Btw, I can’t believe it’s been 20 years already. I seems like only yesterday when I saw him perform this on the CMA awards. I still remember the chills I got when I saw and heard that performance for the first time.
As for Darryl Worley, those who only know and dislike him for “Have You Forgotten,” I suggest checking out his very first album, 2000’s “Hard Rain Don’t Last,” especially if you love some good straight ahead neo-traditional country. I still believe that’s his very best record, actually, and it’s too bad he came along just when traditional country was slowly going out of style.
September 12, 2021 @ 6:52 pm
I never thought “Where Were You When the World Stopped Turning?” was a great song.
Jackson’s song didn’t take a stand at all–except to say that we were all very sad.
Maybe the “boot in your ass” jigoism of Toby Keith went too far the other way, but I guess I would say, I was looking for something in between.
BTW, I thought Chattahoochie was an excellent song and not cheesy at all. The VIDEO–of A.J. water-skiing and floating in the water in a coboy hat was cheesy, but the song itself was lyrically clever and sounded authentic.
September 13, 2021 @ 10:11 am
I don’t necessarily feel the same way, but certainly understand, and always did, those who found this song or the seemingly more overt/shameless/war-mongering patriotic songs of the era off-putting.

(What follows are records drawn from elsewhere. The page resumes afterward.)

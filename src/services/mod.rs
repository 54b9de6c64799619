//! Engine services.
//!
//! One service per engine concern, each a thin layer of business rules over
//! a storage backend trait object. [`Engine`] bundles all five over one
//! shared store; individual services can also be constructed directly
//! against any backend implementation.

mod engine;
mod links;
mod permissions;
mod records;
mod schema;
mod search;

pub use engine::Engine;
pub use links::LinkService;
pub use permissions::PermissionService;
pub use records::RecordService;
pub use schema::SchemaService;
pub use search::SearchService;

I thought the proliferation of generic, bland, non-war-oriented patriotic songs of the period were lazier and worse, e.g., Brooks & Dunn’s “Made in America,” which sounds like it was written in about 5 minutes. “We all get a chance…everybody gets to dance…”
September 13, 2021 @ 10:43 am
The Iran and Iraq line is my favourite part, so true for so many of us “westerners” and puts everything in perspective.
September 13, 2021 @ 12:41 pm
A powerful song with genuine emotion by one of the best songwriters anywhere.
September 14, 2021 @ 11:14 pm
Does anyone know the make of the shirt he’s wearing in the photo? Looks nice.
September 25, 2021 @ 5:14 am
I lived in Montclair, New Jersey on 9/11, directly across the Hudson River from Manhattan. When news of the attacks hit I drove up to Eagle Rock Reservation, where you can see the city laid out before you. With a couple of hundred other people I watched what was left of the towers burn. I find nothing false about this song at all. For me it absolutely captures the feeling of that day, honestly and powerfully. That’s how Alan Jackson wrote it, I think, and that makes it a tremendous artistic achievement.